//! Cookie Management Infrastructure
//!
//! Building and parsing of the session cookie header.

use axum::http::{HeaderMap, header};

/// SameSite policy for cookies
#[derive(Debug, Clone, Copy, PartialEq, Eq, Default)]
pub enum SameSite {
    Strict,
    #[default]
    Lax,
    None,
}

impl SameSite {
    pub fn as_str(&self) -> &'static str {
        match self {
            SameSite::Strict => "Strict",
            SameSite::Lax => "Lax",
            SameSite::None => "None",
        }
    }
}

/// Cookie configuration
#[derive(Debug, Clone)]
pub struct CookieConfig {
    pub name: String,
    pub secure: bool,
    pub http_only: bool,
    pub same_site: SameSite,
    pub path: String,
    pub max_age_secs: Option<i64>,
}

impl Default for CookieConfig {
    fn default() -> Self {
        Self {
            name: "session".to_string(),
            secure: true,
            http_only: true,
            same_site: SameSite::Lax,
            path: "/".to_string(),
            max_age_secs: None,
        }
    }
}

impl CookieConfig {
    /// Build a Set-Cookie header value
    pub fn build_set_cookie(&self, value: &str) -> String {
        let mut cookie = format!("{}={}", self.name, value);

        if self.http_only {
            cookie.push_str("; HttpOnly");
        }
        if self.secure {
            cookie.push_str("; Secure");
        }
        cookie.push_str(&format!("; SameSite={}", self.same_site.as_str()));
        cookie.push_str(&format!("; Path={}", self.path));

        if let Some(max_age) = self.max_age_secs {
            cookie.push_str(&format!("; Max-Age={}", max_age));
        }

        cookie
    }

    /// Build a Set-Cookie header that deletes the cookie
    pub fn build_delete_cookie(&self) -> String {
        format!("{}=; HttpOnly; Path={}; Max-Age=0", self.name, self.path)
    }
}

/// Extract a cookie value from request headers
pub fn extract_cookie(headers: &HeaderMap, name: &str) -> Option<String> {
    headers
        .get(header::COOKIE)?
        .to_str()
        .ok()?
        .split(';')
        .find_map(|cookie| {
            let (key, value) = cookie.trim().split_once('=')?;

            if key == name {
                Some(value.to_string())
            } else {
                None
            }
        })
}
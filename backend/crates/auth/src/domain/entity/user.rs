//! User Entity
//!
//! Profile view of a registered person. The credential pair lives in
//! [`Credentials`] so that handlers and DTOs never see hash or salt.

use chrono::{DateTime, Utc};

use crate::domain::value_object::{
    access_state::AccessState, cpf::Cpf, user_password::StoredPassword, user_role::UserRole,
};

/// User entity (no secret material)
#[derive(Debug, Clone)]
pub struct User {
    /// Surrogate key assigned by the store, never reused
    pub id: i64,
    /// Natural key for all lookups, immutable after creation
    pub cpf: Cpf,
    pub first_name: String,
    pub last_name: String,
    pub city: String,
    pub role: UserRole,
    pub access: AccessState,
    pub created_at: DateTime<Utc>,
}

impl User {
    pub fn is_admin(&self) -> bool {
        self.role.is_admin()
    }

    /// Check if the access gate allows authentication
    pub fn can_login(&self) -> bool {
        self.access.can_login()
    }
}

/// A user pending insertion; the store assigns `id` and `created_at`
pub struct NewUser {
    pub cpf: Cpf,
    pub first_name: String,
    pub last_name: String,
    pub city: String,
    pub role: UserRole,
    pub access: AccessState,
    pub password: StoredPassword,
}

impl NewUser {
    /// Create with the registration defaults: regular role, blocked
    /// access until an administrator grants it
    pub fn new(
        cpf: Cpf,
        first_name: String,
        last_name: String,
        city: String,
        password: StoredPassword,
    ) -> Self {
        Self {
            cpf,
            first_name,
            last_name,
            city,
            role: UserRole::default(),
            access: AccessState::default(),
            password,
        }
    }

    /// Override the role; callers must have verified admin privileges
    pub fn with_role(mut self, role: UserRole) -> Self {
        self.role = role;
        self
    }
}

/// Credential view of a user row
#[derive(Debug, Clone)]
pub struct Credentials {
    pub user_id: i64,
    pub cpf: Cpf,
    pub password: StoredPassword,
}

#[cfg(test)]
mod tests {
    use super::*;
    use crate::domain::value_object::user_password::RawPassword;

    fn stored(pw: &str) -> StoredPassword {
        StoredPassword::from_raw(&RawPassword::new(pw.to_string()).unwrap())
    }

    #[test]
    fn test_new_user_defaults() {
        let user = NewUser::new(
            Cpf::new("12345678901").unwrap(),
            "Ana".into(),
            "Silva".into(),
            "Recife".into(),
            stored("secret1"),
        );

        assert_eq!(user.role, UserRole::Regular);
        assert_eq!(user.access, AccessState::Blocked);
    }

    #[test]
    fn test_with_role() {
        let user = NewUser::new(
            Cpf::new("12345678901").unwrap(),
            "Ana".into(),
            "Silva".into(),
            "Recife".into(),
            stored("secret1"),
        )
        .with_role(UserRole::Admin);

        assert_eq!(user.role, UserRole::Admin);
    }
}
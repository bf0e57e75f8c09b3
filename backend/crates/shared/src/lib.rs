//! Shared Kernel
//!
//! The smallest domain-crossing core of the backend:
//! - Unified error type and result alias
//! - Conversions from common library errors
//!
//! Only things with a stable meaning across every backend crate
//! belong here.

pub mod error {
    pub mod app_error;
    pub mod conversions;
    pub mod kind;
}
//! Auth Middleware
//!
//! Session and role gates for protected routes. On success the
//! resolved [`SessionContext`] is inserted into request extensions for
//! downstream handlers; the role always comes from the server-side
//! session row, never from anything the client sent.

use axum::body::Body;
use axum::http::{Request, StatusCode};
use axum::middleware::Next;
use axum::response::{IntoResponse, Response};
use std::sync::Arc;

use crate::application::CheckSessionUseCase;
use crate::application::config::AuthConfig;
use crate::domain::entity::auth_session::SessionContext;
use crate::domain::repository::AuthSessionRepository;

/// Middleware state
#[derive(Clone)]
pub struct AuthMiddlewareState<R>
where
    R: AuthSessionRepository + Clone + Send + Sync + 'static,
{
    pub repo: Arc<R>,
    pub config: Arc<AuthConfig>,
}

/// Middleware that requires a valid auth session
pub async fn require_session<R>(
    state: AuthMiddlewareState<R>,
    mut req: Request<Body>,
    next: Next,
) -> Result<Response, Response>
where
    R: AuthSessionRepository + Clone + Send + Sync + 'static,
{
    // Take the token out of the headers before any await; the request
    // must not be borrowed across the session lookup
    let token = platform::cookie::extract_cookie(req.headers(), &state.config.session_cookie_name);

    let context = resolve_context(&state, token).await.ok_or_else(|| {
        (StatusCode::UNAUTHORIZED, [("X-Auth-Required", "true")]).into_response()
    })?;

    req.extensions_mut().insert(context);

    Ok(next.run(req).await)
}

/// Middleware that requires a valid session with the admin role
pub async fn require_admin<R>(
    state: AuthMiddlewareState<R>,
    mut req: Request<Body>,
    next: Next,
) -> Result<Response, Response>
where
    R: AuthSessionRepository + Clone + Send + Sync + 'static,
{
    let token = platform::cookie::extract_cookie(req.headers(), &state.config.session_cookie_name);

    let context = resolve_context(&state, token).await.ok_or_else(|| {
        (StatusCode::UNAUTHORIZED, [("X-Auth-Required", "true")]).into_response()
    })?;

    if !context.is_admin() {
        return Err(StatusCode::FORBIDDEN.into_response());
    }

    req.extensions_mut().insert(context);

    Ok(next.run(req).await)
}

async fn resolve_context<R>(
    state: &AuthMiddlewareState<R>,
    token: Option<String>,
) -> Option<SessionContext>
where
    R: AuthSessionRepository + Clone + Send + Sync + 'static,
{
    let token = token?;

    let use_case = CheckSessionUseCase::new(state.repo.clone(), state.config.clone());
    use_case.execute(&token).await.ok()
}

Problem details:
Please print each entry once more, exactly as it reads.

Your response:
//! Cookie Management Infrastructure
//!
//! Building and parsing of the session cookie header.

use axum::http::{HeaderMap, header};

/// SameSite policy for cookies
#[derive(Debug, Clone, Copy, PartialEq, Eq, Default)]
pub enum SameSite {
    Strict,
    #[default]
    Lax,
    None,
}

impl SameSite {
    pub fn as_str(&self) -> &'static str {
        match self {
            SameSite::Strict => "Strict",
            SameSite::Lax => "Lax",
            SameSite::None => "None",
        }
    }
}

/// Cookie configuration
#[derive(Debug, Clone)]
pub struct CookieConfig {
    pub name: String,
    pub secure: bool,
    pub http_only: bool,
    pub same_site: SameSite,
    pub path: String,
    pub max_age_secs: Option<i64>,
}

impl Default for CookieConfig {
    fn default() -> Self {
        Self {
            name: "session".to_string(),
            secure: true,
            http_only: true,
            same_site: SameSite::Lax,
            path: "/".to_string(),
            max_age_secs: None,
        }
    }
}

impl CookieConfig {
    /// Build a Set-Cookie header value
    pub fn build_set_cookie(&self, value: &str) -> String {
        let mut cookie = format!("{}={}", self.name, value);

        if self.http_only {
            cookie.push_str("; HttpOnly");
        }
        if self.secure {
            cookie.push_str("; Secure");
        }
        cookie.push_str(&format!("; SameSite={}", self.same_site.as_str()));
        cookie.push_str(&format!("; Path={}", self.path));

        if let Some(max_age) = self.max_age_secs {
            cookie.push_str(&format!("; Max-Age={}", max_age));
        }

        cookie
    }

    /// Build a Set-Cookie header that deletes the cookie
    pub fn build_delete_cookie(&self) -> String {
        format!("{}=; HttpOnly; Path={}; Max-Age=0", self.name, self.path)
    }
}

/// Extract a cookie value from request headers
pub fn extract_cookie(headers: &HeaderMap, name: &str) -> Option<String> {
    headers
        .get(header::COOKIE)?
        .to_str()
        .ok()?
        .split(';')
        .find_map(|cookie| {
            let (key, value) = cookie.trim().split_once('=')?;

            if key == name {
                Some(value.to_string())
            } else {
                None
            }
        })
}
filename backend/crates/auth/src/domain/entity/user.rs
//! User Entity
//!
//! Profile view of a registered person. The credential pair lives in
//! [`Credentials`] so that handlers and DTOs never see hash or salt.

use chrono::{DateTime, Utc};

use crate::domain::value_object::{
    access_state::AccessState, cpf::Cpf, user_password::StoredPassword, user_role::UserRole,
};

/// User entity (no secret material)
#[derive(Debug, Clone)]
pub struct User {
    /// Surrogate key assigned by the store, never reused
    pub id: i64,
    /// Natural key for all lookups, immutable after creation
    pub cpf: Cpf,
    pub first_name: String,
    pub last_name: String,
    pub city: String,
    pub role: UserRole,
    pub access: AccessState,
    pub created_at: DateTime<Utc>,
}

impl User {
    pub fn is_admin(&self) -> bool {
        self.role.is_admin()
    }

    /// Check if the access gate allows authentication
    pub fn can_login(&self) -> bool {
        self.access.can_login()
    }
}

/// A user pending insertion; the store assigns `id` and `created_at`
pub struct NewUser {
    pub cpf: Cpf,
    pub first_name: String,
    pub last_name: String,
    pub city: String,
    pub role: UserRole,
    pub access: AccessState,
    pub password: StoredPassword,
}

impl NewUser {
    /// Create with the registration defaults: regular role, blocked
    /// access until an administrator grants it
    pub fn new(
        cpf: Cpf,
        first_name: String,
        last_name: String,
        city: String,
        password: StoredPassword,
    ) -> Self {
        Self {
            cpf,
            first_name,
            last_name,
            city,
            role: UserRole::default(),
            access: AccessState::default(),
            password,
        }
    }

    /// Override the role; callers must have verified admin privileges
    pub fn with_role(mut self, role: UserRole) -> Self {
        self.role = role;
        self
    }
}

/// Credential view of a user row
#[derive(Debug, Clone)]
pub struct Credentials {
    pub user_id: i64,
    pub cpf: Cpf,
    pub password: StoredPassword,
}

#[cfg(test)]
mod tests {
    use super::*;
    use crate::domain::value_object::user_password::RawPassword;

    fn stored(pw: &str) -> StoredPassword {
        StoredPassword::from_raw(&RawPassword::new(pw.to_string()).unwrap())
    }

    #[test]
    fn test_new_user_defaults() {
        let user = NewUser::new(
            Cpf::new("12345678901").unwrap(),
            "Ana".into(),
            "Silva".into(),
            "Recife".into(),
            stored("secret1"),
        );

        assert_eq!(user.role, UserRole::Regular);
        assert_eq!(user.access, AccessState::Blocked);
    }

    #[test]
    fn test_with_role() {
        let user = NewUser::new(
            Cpf::new("12345678901").unwrap(),
            "Ana".into(),
            "Silva".into(),
            "Recife".into(),
            stored("secret1"),
        )
        .with_role(UserRole::Admin);

        assert_eq!(user.role, UserRole::Admin);
    }
}
repository bf0e57e75f8c09b3
filename backend/crates/shared/src/lib.rs
//! Shared Kernel
//!
//! The smallest domain-crossing core of the backend:
//! - Unified error type and result alias
//! - Conversions from common library errors
//!
//! Only things with a stable meaning across every backend crate
//! belong here.

pub mod error {
    pub mod app_error;
    pub mod conversions;
    pub mod kind;
}
//! Auth Middleware
//!
//! Session and role gates for protected routes. On success the
//! resolved [`SessionContext`] is inserted into request extensions for
//! downstream handlers; the role always comes from the server-side
//! session row, never from anything the client sent.

use axum::body::Body;
use axum::http::{Request, StatusCode};
use axum::middleware::Next;
use axum::response::{IntoResponse, Response};
use std::sync::Arc;

use crate::application::CheckSessionUseCase;
use crate::application::config::AuthConfig;
use crate::domain::entity::auth_session::SessionContext;
use crate::domain::repository::AuthSessionRepository;

/// Middleware state
#[derive(Clone)]
pub struct AuthMiddlewareState<R>
where
    R: AuthSessionRepository + Clone + Send + Sync + 'static,
{
    pub repo: Arc<R>,
    pub config: Arc<AuthConfig>,
}

/// Middleware that requires a valid auth session
pub async fn require_session<R>(
    state: AuthMiddlewareState<R>,
    mut req: Request<Body>,
    next: Next,
) -> Result<Response, Response>
where
    R: AuthSessionRepository + Clone + Send + Sync + 'static,
{
    // Take the token out of the headers before any await; the request
    // must not be borrowed across the session lookup
    let token = platform::cookie::extract_cookie(req.headers(), &state.config.session_cookie_name);

    let context = resolve_context(&state, token).await.ok_or_else(|| {
        (StatusCode::UNAUTHORIZED, [("X-Auth-Required", "true")]).into_response()
    })?;

    req.extensions_mut().insert(context);

    Ok(next.run(req).await)
}

/// Middleware that requires a valid session with the admin role
pub async fn require_admin<R>(
    state: AuthMiddlewareState<R>,
    mut req: Request<Body>,
    next: Next,
) -> Result<Response, Response>
where
    R: AuthSessionRepository + Clone + Send + Sync + 'static,
{
    let token = platform::cookie::extract_cookie(req.headers(), &state.config.session_cookie_name);

    let context = resolve_context(&state, token).await.ok_or_else(|| {
        (StatusCode::UNAUTHORIZED, [("X-Auth-Required", "true")]).into_response()
    })?;

    if !context.is_admin() {
        return Err(StatusCode::FORBIDDEN.into_response());
    }

    req.extensions_mut().insert(context);

    Ok(next.run(req).await)
}

async fn resolve_context<R>(
    state: &AuthMiddlewareState<R>,
    token: Option<String>,
) -> Option<SessionContext>
where
    R: AuthSessionRepository + Clone + Send + Sync + 'static,
{
    let token = token?;

    let use_case = CheckSessionUseCase::new(state.repo.clone(), state.config.clone());
    use_case.execute(&token).await.ok()
}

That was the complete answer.